僕と同い年。ヴィクトリア家という覇者の一家を継承する人間でも、ビッキーは、人間なんだ。正真正銘の人間。僕と違って。


「人間ごっこもいいでしょうけど、おままごとのままで終っちゃうのに…」


酷く傷つく言葉だった。魂の生皮を削がれているような気分になった。子供。僕はレベルが高い。だから、人間のレベルとはまるで違ってくるので、魂の結実は成り立たず、子供を持てないというのがビッキーの見解だった。

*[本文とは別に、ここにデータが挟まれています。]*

//! The wall-clock driver thread.

use std::sync::atomic::{AtomicU64, Ordering};
use std::sync::Arc;
use std::thread;
use std::time::Duration;

use tempo_audit::ActionKind;

use crate::action::ActionDescriptor;
use crate::actor::ActorId;
use crate::cadence::{Clock, MonotonicClock};
use crate::config::TimingConfig;
use crate::driver::PulseDriver;
use crate::hooks::{HookOutcome, TimingHooks};
use crate::module::TimingModule;

use super::helpers::{civilian, HostCall, ScriptedHost};

/// Monotonic time with up to 19ms of read-to-read noise, like a host whose
/// wakeups land late by varying amounts.
struct NoisyClock {
    inner: MonotonicClock,
    reads: AtomicU64,
}

impl Clock for NoisyClock {
    fn now_ms(&self) -> u64 {
        self.now_us() / 1_000
    }

    fn now_us(&self) -> u64 {
        let n = self.reads.fetch_add(1, Ordering::Relaxed);
        self.inner.now_us() + (n * 7_919 % 20) * 1_000
    }
}

fn spawn_module(tick_interval_ms: u64) -> TimingModule<ScriptedHost> {
    spawn_module_on(tick_interval_ms, Arc::new(MonotonicClock::new()))
}

fn spawn_module_on(tick_interval_ms: u64, clock: Arc<dyn Clock>) -> TimingModule<ScriptedHost> {
    let config = TimingConfig {
        tick_interval_ms,
        ..TimingConfig::default()
    };
    let host = ScriptedHost::with_actors([civilian(1), civilian(2)]);
    TimingModule::initialize(config, host, clock)
}

#[test]
fn test_driver_applies_queued_hooks_and_fires() {
    let handle = PulseDriver::spawn(spawn_module(10)).unwrap();
    let mut hooks = handle.registration();

    hooks.on_actor_entered_timing(ActorId::new(1));
    let outcome = hooks.on_action_requested(ActorId::new(1), ActionDescriptor::wand(301));
    assert_eq!(outcome, HookOutcome::Queued);

    thread::sleep(Duration::from_millis(1_500));
    assert!(handle.is_running());
    let mut module = handle.stop().unwrap();

    assert!(module.pulse_stats().ticks > 0);
    assert_eq!(module.pulse_stats().fired, 1);
    assert_eq!(module.host().count(|c| matches!(c, HostCall::Effect(..))), 1);
    assert_eq!(module.host().resolves_for(1), 1);

    let now = module.clock().now_ms();
    let report = module.report_at(now).unwrap();
    let wand = report.kind(ActionKind::Wand).unwrap();
    assert_eq!(wand.count, 1);
    assert!(report.tick_health.unwrap().ticks > 0);
}

#[test]
fn test_queued_rejection_reaches_host() {
    let handle = PulseDriver::spawn(spawn_module(10)).unwrap();
    let mut hooks = handle.registration();

    hooks.on_action_requested(ActorId::new(99), ActionDescriptor::swing(3));
    thread::sleep(Duration::from_millis(100));
    let module = handle.stop().unwrap();

    assert_eq!(module.host().count(|c| matches!(c, HostCall::Rejected(..))), 1);
    assert_eq!(module.active_len(), 0);
}

#[test]
fn test_registration_goes_native_after_stop() {
    let handle = PulseDriver::spawn(spawn_module(10)).unwrap();
    let mut hooks = handle.registration();
    handle.stop().unwrap();

    assert_eq!(
        hooks.on_action_requested(ActorId::new(1), ActionDescriptor::swing(3)),
        HookOutcome::Native
    );
}

#[test]
fn test_wakeup_noise_never_reaches_samples() {
    let clock = NoisyClock {
        inner: MonotonicClock::new(),
        reads: AtomicU64::new(0),
    };
    let handle = PulseDriver::spawn(spawn_module_on(50, Arc::new(clock))).unwrap();
    let mut hooks = handle.registration();

    hooks.on_action_requested(ActorId::new(1), ActionDescriptor::wand(301));
    thread::sleep(Duration::from_millis(30));
    hooks.on_action_requested(ActorId::new(2), ActionDescriptor::wand(302));

    thread::sleep(Duration::from_millis(2_000));
    let mut module = handle.stop().unwrap();
    assert_eq!(module.pulse_stats().fired, 2);

    let now = module.clock().now_ms();
    let report = module.report_at(now).unwrap();
    let wand = report.kind(ActionKind::Wand).unwrap();
    assert_eq!(wand.count, 2);
    assert_eq!(wand.max_abs_variance_ms, 0);
}

#[test]
fn test_collector_returns_to_module_on_stop() {
    let handle = PulseDriver::spawn(spawn_module(10)).unwrap();
    let mut hooks = handle.registration();
    hooks.on_action_requested(ActorId::new(1), ActionDescriptor::wand(301));
    thread::sleep(Duration::from_millis(1_200));

    let mut module = handle.stop().unwrap();
    let mut collector = module.take_collector().unwrap();
    assert_eq!(collector.drain(), 0);
    assert_eq!(collector.aggregate().stats().get(ActionKind::Wand).count, 1);
}
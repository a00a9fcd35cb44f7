//! Wall-clock tick driver.
//!
//! [`PulseDriver::spawn`] moves a [`TimingModule`] onto a dedicated thread
//! that ticks it on the configured cadence. Host callbacks from other threads
//! arrive through [`HookRegistration`]s and are applied at the start of the
//! next tick, so all engine state is touched from one thread only. Every
//! operation of a tick is stamped with the tick's slot time, never the
//! wall-clock reading, so sleep jitter never shows up as timing variance.
//!
//! While the driver runs, audit batches are absorbed by a background flush
//! worker; the collector is handed back to the module when the driver stops.

use std::sync::atomic::{AtomicBool, Ordering};
use std::sync::mpsc::{self, Receiver, Sender};
use std::sync::Arc;
use std::thread::{self, JoinHandle};
use std::time::Duration;
use tracing::{debug, info};

use crate::cadence::Clock;
use crate::error::{TimingError, TimingResult};
use crate::hooks::{HookRegistration, HostEvent};
use crate::module::TimingModule;
use crate::routines::HostEffects;

/// Longest single sleep, so a stop request is noticed promptly.
const MAX_SLEEP: Duration = Duration::from_millis(10);

/// Spawns tick driver threads.
#[derive(Debug, Clone, Copy)]
pub struct PulseDriver;

impl PulseDriver {
    /// Starts ticking `module` on a new thread.
    ///
    /// # Errors
    ///
    /// [`TimingError::DriverSpawn`] if the thread cannot be created.
    pub fn spawn<H>(module: TimingModule<H>) -> TimingResult<DriverHandle<H>>
    where
        H: HostEffects + Send + 'static,
    {
        let (tx, rx) = mpsc::channel();
        let stop = Arc::new(AtomicBool::new(false));
        let thread_stop = Arc::clone(&stop);

        let thread = thread::Builder::new()
            .name("tempo-pulse".into())
            .spawn(move || run(module, &rx, &thread_stop))
            .map_err(TimingError::DriverSpawn)?;

        Ok(DriverHandle { tx, stop, thread })
    }
}

/// Handle to a running driver.
pub struct DriverHandle<H> {
    tx: Sender<HostEvent>,
    stop: Arc<AtomicBool>,
    thread: JoinHandle<TimingModule<H>>,
}

impl<H> DriverHandle<H> {
    /// A hook object for the host's extension registry.
    #[must_use]
    pub fn registration(&self) -> HookRegistration {
        HookRegistration::new(self.tx.clone())
    }

    /// True while the driver thread is alive.
    #[must_use]
    pub fn is_running(&self) -> bool {
        !self.thread.is_finished()
    }

    /// Stops the driver after its current tick and returns the module.
    ///
    /// # Errors
    ///
    /// [`TimingError::DriverPanicked`] if the thread panicked.
    pub fn stop(self) -> TimingResult<TimingModule<H>> {
        self.stop.store(true, Ordering::Release);
        self.thread.join().map_err(|_| TimingError::DriverPanicked)
    }
}

impl<H> std::fmt::Debug for DriverHandle<H> {
    fn fmt(&self, f: &mut std::fmt::Formatter<'_>) -> std::fmt::Result {
        f.debug_struct("DriverHandle")
            .field("running", &self.is_running())
            .finish_non_exhaustive()
    }
}

fn run<H: HostEffects>(mut module: TimingModule<H>, rx: &Receiver<HostEvent>, stop: &AtomicBool) -> TimingModule<H> {
    let clock = Arc::clone(module.clock());
    let mut tick_start_ms = module.cadence().slot_at_or_after(clock.now_ms());
    module.spawn_audit_worker(Duration::from_millis(module.config().audit.flush_interval_ms.max(1)));
    info!(interval_ms = module.cadence().interval_ms(), "tick driver started");

    while !stop.load(Ordering::Acquire) {
        if !sleep_until(clock.as_ref(), tick_start_ms, stop) {
            break;
        }

        let started_us = clock.now_us();
        let mut events = 0u32;
        for event in rx.try_iter() {
            module.apply_event(tick_start_ms, event);
            events += 1;
        }
        if events > 0 {
            debug!(events, "applied queued host events");
        }

        module.tick_at(tick_start_ms);

        let finished_us = clock.now_us();
        let plan = module.complete_tick(
            tick_start_ms,
            finished_us / 1_000,
            finished_us.saturating_sub(started_us),
        );
        tick_start_ms = plan.next_start_ms;
    }

    let final_ms = module.cadence().slot_at_or_before(clock.now_ms());
    for event in rx.try_iter() {
        module.apply_event(final_ms, event);
    }
    module.stop_audit_worker();
    info!(ticks = module.pulse_stats().ticks, "tick driver stopped");
    module
}

/// Sleeps until `target_ms`. Returns false if asked to stop first.
fn sleep_until(clock: &dyn Clock, target_ms: u64, stop: &AtomicBool) -> bool {
    loop {
        if stop.load(Ordering::Acquire) {
            return false;
        }
        let now_ms = clock.now_ms();
        if now_ms >= target_ms {
            return true;
        }
        thread::sleep(Duration::from_millis(target_ms - now_ms).min(MAX_SLEEP));
    }
}
//! Per-actor action handling: accept, resolve, fire.
//!
//! [`Dispatch`] bundles borrowed references to everything a channel
//! operation needs, so the scheduler and the request path share one
//! implementation.

use serde::{Deserialize, Serialize};
use tracing::{debug, warn};

use tempo_audit::{AuditRecorder, RawSample, ShadowSample};

use crate::action::ActionDescriptor;
use crate::error::RoutineError;
use crate::formula::TimingFormula;
use crate::native::NativeTiming;
use crate::routines::{check_status, FollowUp, HostEffects, InvalidState, RejectReason, Resolution, RoutineTable};
use crate::table::TimingTable;
use crate::timer::{ActorTimerState, ArmedAction, Channel, TimerPolicy};

/// An accepted action's schedule.
#[derive(Debug, Clone, Copy, PartialEq, Eq, Serialize, Deserialize)]
pub struct Acceptance {
    /// Delay the formula computed.
    pub expected_ms: u64,
    /// When the channel becomes ready again.
    pub due_ms: u64,
    /// When the resolution is delivered.
    pub resolution_due_ms: u64,
}

/// What a resolution step did.
#[derive(Debug, Clone, Copy, PartialEq, Eq)]
pub enum Delivered {
    /// Nothing was due.
    Nothing,
    /// Resolution applied; the channel stays pending.
    Resolved,
    /// The action was interrupted and completed early.
    Interrupted,
    /// The host no longer knows the actor; the channel was cancelled.
    Cancelled,
}

/// What a ready-timer step did.
#[derive(Debug, Clone, Copy, PartialEq, Eq)]
pub enum Fired {
    /// Nothing was due.
    NotDue,
    /// Fired and returned to idle.
    Settled,
    /// Fired and re-armed with a follow-up action.
    Rearmed,
}

/// Borrowed engine context for one channel operation.
pub struct Dispatch<'a> {
    /// Host collaborator.
    pub host: &'a mut dyn HostEffects,
    /// Channel routines.
    pub routines: &'a RoutineTable,
    /// Delay provider.
    pub formula: &'a dyn TimingFormula,
    /// Table for resource costs.
    pub table: &'a TimingTable,
    /// Audit sink.
    pub recorder: &'a mut AuditRecorder,
    /// Native timing for shadow comparison, when enabled.
    pub native: Option<&'a dyn NativeTiming>,
    /// Channel coupling.
    pub policy: TimerPolicy,
}

impl Dispatch<'_> {
    /// Validates and, if allowed, arms an action on its channel.
    ///
    /// On acceptance the channel is armed at `now + delay`, the resolution is
    /// scheduled at `now + offset` and the visible effect plays now.
    ///
    /// # Errors
    ///
    /// The [`RejectReason`]; nothing is changed on rejection.
    pub fn request(
        &mut self,
        state: &mut ActorTimerState,
        action: ActionDescriptor,
        now_ms: u64,
    ) -> Result<Acceptance, RejectReason> {
        let actor = state.actor();
        let kind = action.kind;
        let snapshot = self
            .host
            .snapshot(actor)
            .ok_or(RejectReason::InvalidState(InvalidState::Disconnected))?;
        check_status(&snapshot)?;

        if !state.is_permitted(kind, now_ms) {
            return Err(RejectReason::NotReady {
                remaining_ms: state.remaining_ms(kind, now_ms),
            });
        }

        let routine = self.routines.get(kind);
        let cost = self
            .table
            .get(action.entry)
            .filter(|e| e.kind == kind)
            .map_or(0, |e| e.resource_cost);
        routine.check(&snapshot, cost)?;

        let expected_ms = self.formula.compute_delay(&action, &snapshot.stats);
        let offset_ms = self.formula.resolution_offset(&action, expected_ms);

        let armed = ArmedAction {
            action,
            accepted_at_ms: now_ms,
            expected_ms,
            resource_consumed: None,
            native_ms: self.native.and_then(|native| native.native_delay_ms(&action, &snapshot.stats)),
        };
        state.arm(armed, now_ms + offset_ms, self.policy);

        if let Err(err) = routine.begin(&mut *self.host, &snapshot, &action) {
            warn!(actor = %actor, action = %action, error = %err, "visible effect failed");
        }

        debug!(actor = %actor, action = %action, expected_ms, "action accepted");
        Ok(Acceptance {
            expected_ms,
            due_ms: armed.due_ms(),
            resolution_due_ms: now_ms + offset_ms,
        })
    }

    /// Delivers `channel`'s resolution if it is due.
    ///
    /// # Errors
    ///
    /// Routine or host failure; the caller isolates it.
    pub fn deliver_resolution(
        &mut self,
        state: &mut ActorTimerState,
        channel: Channel,
        now_ms: u64,
    ) -> Result<Delivered, RoutineError> {
        let Some(armed) = state.take_due_resolution(channel, now_ms) else {
            return Ok(Delivered::Nothing);
        };
        let actor = state.actor();
        let Some(snapshot) = self.host.snapshot(actor) else {
            state.cancel(channel);
            debug!(actor = %actor, channel = %channel, "actor gone before resolution, channel cancelled");
            return Ok(Delivered::Cancelled);
        };

        match self.routines.get(channel).resolve(&mut *self.host, &snapshot, &armed.action)? {
            Resolution::Completed(outcome) => {
                state.note_resolution(channel, outcome.resource_consumed);
                Ok(Delivered::Resolved)
            }
            Resolution::Interrupted => {
                if let Some(done) = state.complete_early(channel, now_ms) {
                    self.emit_sample(state, &done, now_ms, false);
                }
                Ok(Delivered::Interrupted)
            }
        }
    }

    /// Fires `channel`'s ready-timer if it is due, records the sample and
    /// runs the routine's follow-up.
    ///
    /// # Errors
    ///
    /// Routine failure; the caller isolates it.
    pub fn fire(&mut self, state: &mut ActorTimerState, channel: Channel, now_ms: u64) -> Result<Fired, RoutineError> {
        let Some(armed) = state.take_due_fire(channel, now_ms) else {
            return Ok(Fired::NotDue);
        };
        self.emit_sample(state, &armed, now_ms, armed.resource_consumed.unwrap_or(false));
        self.emit_shadow(state, &armed, now_ms);

        let snapshot = self.host.snapshot(state.actor());
        let outcome = match self.routines.get(channel).follow_up(snapshot.as_ref(), &armed.action) {
            FollowUp::Idle => Fired::Settled,
            FollowUp::Rearm(next) => match self.request(state, next, now_ms) {
                Ok(_) if next.kind == channel => Fired::Rearmed,
                Ok(_) => Fired::Settled,
                Err(reason) => {
                    debug!(actor = %state.actor(), action = %next, %reason, "follow-up refused");
                    Fired::Settled
                }
            },
        };
        state.settle(channel);
        Ok(outcome)
    }

    /// Pairs the realized delay with what native timing would have given.
    fn emit_shadow(&mut self, state: &ActorTimerState, armed: &ArmedAction, now_ms: u64) {
        if let Some(native_ms) = armed.native_ms {
            self.recorder.record_shadow(ShadowSample {
                kind: armed.action.kind,
                actor: state.actor().as_u64(),
                engine_ms: now_ms.saturating_sub(armed.accepted_at_ms),
                native_ms,
                at_ms: now_ms,
            });
        }
    }

    fn emit_sample(&mut self, state: &ActorTimerState, armed: &ArmedAction, now_ms: u64, resource_consumed: bool) {
        let sample = self.recorder.sample(RawSample {
            kind: armed.action.kind,
            actor: state.actor().as_u64(),
            expected_ms: armed.expected_ms,
            actual_ms: now_ms.saturating_sub(armed.accepted_at_ms),
            at_ms: now_ms,
            resource_consumed,
        });
        if sample.is_double_fire() {
            warn!(
                actor = %state.actor(),
                action = %armed.action,
                expected_ms = sample.expected_ms(),
                actual_ms = sample.actual_ms(),
                "double-fire recorded"
            );
        }
    }
}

「やってみないとわからないし、そのために生きてきたんだ」


「それが無くなった時、終わった時にマッキーがどういう顔をするのか。それがとっても楽しみですねぇ」


グロテスクな気分になってくる。意識が歪むような。


「いちいち真理で突かないでよ。そうやって生きる事が、今の僕には必要なんだよ!」


「私はあなたが黙って横にいるだけでもいいんですけどね。そうすれば、何かあっても隣を指さしてコイツが全部で悪いんだって言えるから」


「全部分かってるさ。悔しいけど、大体ビッキーの言う事は正しいよ。最悪だけど。それでも、僕の生き方があるんだ。プライベートなものなんだよ。尊重してほしいな」


「彼女に対しても、悪い事になる。彼女の運命は変わった。マッキーが一緒にいたら、彼女は子供も持てないし、彼女は普通の人間の人生でいられなくなる。人並みの幸せを願うなら、離れてあげるのが一番なのに」


「それは彼女に聞くさ。そうならそうで、納得できる」


「ヒーローに何か言われても、ただ頷くだけしかできない。それが人間なんですよ」


「いちいち頭に響くな。決めるのは僕だ。おせっかいはよしてほしいな」


「マッキーはまだ心は子供だから、頭は大人の私がアドバイスして導いてあげてるんですよ」


「そりゃ、記憶の継承をしてるなら、そうだろうさ。でも、記憶に書かれた日記だって、書きたいものだけ書いてて、それって真実から遠いところにある私小説なんだ。チェックするとか言ってたでしょ。ちゃんと日記通りだったためしはなかったんじゃないかな」


「その通りですけどぉ。概ね日記の通りですねぇ。真実から離れてるのはどうでもいい粗末な部分。肝心なあらすじさえしっかりしてれば、問題は何もありませんよぉ?」


「人は人、よそはよそ。僕は僕なんだ。僕の決断に水を差すような真似は止めて欲しい」


「あなたはもう、私の肉体の一部なのだから、それはただ貸してあげてるだけ。それが酷い汚れになるとすると、そうならないようにするのは当然でしょう」


「言い過ぎ」


本気でそう思ってたんだ。


「だから。それよりも、私の趣味を優先して欲しいんですよ」


どうだからなんだろうか。


「趣味って何さ」


「Real。もうレジェンドルールを適用させてますよね?一度ログインしてたし」


「他サーバーに飛ばされる前にログアウトしたよ。ゲームで死んだら現実でも死亡とか。もうゲームじゃないからね」


「そうですか。そのまま続けてください。それが私の条件」


「わかった。趣味には付き合うよ。だから、それは」


仕事としてって言いそうになった。


「僕の意見も尊重してね。嫌がらせもやめて」


「そういうのって、オタク的に、カワイイってヤツなんじゃあないですかぁ?」


「僕とビッキーの間はもう、美醜を超越してる。家族みたいな感覚だからこそ本能的に無理ってヤツだよ。マジでイラつく」


「…今殴りそうになった」


「天界じゃ天使も住んでるんだからね。マジバトルなら月面にしてよ。ここじゃ僕らには狭すぎる」


ここにきてようやく、ビッキーはにやっと笑った。